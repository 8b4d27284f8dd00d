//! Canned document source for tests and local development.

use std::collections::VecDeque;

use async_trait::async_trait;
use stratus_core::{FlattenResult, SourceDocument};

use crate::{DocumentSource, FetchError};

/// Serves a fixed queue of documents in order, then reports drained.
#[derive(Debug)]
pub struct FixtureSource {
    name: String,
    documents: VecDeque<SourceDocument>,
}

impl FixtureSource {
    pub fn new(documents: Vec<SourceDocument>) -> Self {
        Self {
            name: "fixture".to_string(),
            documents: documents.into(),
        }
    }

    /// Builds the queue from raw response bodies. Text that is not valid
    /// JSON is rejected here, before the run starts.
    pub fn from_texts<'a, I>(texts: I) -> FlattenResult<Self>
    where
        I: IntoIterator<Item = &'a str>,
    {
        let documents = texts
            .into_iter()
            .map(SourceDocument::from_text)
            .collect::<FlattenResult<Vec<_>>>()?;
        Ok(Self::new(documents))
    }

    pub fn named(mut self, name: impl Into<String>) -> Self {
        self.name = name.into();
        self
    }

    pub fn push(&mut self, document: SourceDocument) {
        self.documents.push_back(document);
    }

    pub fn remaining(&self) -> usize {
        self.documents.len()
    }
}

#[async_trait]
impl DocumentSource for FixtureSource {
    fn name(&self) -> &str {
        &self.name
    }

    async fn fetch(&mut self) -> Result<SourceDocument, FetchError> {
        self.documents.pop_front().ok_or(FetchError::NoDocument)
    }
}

...

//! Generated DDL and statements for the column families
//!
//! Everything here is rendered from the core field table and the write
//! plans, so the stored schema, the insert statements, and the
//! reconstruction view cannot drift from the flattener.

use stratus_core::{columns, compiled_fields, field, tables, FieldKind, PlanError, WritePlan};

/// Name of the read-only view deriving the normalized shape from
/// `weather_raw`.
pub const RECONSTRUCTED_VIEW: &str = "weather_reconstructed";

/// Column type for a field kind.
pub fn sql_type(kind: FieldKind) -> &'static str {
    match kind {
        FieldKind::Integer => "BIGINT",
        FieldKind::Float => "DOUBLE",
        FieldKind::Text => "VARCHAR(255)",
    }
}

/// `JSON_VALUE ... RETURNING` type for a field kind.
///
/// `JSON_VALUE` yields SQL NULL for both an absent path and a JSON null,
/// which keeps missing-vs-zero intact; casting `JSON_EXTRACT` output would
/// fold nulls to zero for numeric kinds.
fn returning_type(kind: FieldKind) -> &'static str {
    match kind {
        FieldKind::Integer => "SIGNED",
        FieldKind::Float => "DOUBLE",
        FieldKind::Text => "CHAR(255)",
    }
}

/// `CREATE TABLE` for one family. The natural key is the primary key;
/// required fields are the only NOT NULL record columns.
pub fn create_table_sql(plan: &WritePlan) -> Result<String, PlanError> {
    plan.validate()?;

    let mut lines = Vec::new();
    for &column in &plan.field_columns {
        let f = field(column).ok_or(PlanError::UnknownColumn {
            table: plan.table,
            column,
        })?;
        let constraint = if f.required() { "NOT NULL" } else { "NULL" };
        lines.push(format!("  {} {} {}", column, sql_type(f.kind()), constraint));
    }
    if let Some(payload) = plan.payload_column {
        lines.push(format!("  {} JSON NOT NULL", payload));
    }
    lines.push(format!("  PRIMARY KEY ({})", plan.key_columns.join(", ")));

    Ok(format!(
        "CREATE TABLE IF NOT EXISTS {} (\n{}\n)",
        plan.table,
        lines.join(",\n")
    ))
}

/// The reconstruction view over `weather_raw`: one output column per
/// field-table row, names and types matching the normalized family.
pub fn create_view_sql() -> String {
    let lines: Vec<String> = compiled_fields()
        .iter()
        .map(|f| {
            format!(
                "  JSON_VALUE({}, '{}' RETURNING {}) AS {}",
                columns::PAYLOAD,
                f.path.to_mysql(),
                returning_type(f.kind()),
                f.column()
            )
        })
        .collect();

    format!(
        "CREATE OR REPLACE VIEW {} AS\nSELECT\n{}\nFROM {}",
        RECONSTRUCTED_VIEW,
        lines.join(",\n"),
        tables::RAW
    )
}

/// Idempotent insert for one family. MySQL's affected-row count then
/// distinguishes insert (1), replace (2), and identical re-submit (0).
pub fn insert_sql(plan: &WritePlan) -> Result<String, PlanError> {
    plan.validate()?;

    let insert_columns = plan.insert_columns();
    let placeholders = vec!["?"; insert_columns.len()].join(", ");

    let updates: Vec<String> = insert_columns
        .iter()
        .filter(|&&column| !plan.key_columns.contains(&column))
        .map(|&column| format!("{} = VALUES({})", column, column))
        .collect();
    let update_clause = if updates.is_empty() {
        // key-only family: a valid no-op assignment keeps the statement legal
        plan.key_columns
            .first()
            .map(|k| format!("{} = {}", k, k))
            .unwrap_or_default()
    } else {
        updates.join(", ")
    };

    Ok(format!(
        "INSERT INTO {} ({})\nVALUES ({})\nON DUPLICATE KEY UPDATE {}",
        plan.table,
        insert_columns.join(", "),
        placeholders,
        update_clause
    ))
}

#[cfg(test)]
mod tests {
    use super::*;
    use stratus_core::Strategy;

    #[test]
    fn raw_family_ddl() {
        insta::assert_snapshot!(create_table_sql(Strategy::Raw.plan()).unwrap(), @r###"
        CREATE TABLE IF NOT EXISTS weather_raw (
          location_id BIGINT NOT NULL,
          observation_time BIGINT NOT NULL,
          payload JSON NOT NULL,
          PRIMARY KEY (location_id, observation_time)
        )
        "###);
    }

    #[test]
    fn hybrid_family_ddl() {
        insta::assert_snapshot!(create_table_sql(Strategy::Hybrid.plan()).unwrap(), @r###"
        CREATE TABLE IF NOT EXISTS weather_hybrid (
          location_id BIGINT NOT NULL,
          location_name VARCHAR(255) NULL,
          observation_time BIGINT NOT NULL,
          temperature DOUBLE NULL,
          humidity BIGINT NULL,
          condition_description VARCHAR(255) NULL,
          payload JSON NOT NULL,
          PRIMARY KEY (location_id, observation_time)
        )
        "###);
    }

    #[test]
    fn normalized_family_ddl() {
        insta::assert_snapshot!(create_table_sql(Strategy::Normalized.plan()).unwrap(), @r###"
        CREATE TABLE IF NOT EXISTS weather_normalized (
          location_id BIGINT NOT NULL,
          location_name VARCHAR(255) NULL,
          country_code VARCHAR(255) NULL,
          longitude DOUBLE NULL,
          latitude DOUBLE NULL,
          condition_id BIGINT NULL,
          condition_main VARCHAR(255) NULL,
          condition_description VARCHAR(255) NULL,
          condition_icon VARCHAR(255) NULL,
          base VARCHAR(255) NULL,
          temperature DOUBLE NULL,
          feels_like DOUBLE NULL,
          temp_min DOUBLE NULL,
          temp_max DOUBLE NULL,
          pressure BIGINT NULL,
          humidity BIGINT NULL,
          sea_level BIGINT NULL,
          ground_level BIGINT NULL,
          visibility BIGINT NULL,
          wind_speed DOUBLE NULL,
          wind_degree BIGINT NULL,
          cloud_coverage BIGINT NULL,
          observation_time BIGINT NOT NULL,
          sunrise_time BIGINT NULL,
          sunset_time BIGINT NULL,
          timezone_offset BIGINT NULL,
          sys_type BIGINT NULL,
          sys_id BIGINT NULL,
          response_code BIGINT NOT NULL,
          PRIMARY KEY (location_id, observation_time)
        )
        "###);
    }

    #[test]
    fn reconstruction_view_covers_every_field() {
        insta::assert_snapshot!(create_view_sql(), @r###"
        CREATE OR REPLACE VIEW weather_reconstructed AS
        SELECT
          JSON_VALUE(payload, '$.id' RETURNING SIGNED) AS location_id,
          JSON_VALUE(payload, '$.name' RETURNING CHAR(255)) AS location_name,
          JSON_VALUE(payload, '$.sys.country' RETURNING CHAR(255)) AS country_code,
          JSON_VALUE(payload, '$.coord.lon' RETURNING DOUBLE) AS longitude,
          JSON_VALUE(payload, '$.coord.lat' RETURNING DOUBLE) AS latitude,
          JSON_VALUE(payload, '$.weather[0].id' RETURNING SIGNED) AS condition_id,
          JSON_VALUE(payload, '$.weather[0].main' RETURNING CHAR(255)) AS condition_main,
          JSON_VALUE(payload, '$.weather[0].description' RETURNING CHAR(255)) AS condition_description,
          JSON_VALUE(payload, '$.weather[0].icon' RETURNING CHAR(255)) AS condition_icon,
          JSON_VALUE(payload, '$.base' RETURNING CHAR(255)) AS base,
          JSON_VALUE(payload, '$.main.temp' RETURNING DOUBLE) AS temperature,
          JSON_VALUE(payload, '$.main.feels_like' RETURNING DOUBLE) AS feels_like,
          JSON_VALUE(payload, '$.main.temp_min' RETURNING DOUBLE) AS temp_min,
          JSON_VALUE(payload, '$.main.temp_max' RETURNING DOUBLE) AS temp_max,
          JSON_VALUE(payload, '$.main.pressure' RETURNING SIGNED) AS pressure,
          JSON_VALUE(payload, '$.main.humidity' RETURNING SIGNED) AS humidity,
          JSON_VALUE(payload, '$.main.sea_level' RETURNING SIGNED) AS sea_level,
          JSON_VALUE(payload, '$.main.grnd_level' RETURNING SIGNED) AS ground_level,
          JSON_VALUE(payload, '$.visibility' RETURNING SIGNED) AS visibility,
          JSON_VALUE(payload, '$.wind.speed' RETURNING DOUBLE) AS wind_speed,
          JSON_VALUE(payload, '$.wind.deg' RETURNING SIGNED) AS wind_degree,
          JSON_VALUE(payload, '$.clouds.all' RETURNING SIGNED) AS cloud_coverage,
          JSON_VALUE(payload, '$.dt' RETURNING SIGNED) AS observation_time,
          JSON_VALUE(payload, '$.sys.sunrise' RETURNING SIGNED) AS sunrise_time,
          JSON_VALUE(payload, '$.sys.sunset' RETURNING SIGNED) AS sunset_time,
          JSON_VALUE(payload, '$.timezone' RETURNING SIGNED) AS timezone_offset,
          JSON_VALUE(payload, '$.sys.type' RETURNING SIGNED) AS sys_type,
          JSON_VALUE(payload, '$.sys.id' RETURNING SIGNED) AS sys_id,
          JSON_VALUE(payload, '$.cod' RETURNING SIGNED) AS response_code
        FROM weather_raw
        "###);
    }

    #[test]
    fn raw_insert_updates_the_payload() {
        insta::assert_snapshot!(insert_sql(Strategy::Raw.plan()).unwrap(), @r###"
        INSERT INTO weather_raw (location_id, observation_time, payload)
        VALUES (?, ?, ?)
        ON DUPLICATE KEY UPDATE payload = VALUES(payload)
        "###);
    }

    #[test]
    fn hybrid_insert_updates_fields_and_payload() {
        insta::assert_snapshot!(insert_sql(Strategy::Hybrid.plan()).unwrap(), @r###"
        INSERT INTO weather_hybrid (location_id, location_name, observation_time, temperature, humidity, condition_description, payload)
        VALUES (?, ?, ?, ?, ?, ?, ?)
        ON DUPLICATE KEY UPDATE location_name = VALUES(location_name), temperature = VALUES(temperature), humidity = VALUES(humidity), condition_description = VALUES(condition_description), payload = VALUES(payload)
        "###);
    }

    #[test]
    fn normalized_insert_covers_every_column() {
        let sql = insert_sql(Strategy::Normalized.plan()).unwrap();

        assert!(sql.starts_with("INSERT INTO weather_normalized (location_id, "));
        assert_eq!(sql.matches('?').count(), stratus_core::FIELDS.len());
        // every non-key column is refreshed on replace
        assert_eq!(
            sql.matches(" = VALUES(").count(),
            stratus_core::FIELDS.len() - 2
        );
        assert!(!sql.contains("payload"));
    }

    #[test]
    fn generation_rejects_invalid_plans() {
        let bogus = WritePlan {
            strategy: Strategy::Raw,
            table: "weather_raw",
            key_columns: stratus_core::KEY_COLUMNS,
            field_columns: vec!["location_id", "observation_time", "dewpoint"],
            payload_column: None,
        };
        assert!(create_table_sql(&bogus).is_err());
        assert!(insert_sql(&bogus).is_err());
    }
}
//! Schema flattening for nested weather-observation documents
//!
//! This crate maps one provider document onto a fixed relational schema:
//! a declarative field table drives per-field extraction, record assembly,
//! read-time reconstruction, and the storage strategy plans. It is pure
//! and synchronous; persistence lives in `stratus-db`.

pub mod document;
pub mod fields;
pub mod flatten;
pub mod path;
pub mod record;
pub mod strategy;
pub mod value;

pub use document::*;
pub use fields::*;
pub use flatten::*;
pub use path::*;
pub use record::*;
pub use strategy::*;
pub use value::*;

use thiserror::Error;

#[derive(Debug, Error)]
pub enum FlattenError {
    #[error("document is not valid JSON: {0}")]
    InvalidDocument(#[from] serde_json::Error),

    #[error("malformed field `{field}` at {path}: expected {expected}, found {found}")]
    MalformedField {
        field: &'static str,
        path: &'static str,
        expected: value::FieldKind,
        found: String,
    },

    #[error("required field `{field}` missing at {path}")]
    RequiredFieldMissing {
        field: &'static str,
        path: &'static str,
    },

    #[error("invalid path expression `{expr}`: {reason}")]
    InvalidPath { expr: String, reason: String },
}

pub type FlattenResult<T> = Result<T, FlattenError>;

==

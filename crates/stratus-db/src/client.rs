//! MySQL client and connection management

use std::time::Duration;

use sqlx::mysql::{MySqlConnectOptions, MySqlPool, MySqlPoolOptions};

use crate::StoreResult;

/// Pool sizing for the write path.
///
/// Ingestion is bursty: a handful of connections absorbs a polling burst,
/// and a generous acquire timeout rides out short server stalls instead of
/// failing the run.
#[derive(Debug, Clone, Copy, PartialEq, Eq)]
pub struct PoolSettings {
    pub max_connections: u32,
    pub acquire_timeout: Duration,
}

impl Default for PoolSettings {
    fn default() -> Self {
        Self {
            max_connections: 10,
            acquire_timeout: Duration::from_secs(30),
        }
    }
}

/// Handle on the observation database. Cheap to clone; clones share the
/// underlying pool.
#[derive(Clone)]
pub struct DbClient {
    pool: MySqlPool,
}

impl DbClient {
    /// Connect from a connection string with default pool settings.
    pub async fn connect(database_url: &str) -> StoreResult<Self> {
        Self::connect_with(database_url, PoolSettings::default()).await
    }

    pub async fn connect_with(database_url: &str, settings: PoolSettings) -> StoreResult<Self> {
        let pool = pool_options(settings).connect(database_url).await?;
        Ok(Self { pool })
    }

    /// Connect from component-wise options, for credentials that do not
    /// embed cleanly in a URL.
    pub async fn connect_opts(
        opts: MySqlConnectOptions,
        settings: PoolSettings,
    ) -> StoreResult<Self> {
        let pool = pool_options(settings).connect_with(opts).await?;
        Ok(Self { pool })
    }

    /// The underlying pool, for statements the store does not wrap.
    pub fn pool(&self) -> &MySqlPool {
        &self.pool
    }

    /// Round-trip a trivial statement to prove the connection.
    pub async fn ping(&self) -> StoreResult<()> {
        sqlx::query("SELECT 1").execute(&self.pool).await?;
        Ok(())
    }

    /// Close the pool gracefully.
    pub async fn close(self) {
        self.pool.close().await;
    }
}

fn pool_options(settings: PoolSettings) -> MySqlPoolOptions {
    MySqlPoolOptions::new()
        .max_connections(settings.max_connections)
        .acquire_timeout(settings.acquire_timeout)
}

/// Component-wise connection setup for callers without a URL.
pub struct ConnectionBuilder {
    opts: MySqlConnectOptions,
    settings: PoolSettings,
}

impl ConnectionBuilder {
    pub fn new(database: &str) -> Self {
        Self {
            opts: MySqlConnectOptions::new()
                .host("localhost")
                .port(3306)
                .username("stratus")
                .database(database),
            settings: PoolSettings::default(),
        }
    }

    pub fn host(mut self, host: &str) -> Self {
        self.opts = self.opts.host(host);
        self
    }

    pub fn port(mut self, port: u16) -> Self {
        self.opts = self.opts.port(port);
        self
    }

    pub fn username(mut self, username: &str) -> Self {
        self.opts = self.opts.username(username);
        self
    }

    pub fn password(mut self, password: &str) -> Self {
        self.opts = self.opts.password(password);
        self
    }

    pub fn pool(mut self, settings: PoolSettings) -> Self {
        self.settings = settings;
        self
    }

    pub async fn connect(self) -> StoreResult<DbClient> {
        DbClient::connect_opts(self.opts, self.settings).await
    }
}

**ASSIGNED TASK**
Every line of the listing that includes the word "record" belongs in the answer.

**EXERCISE ANSWER**
/// required fields are the only NOT NULL record columns.
//! a declarative field table drives per-field extraction, record assembly,
pub mod record;
pub use record::*;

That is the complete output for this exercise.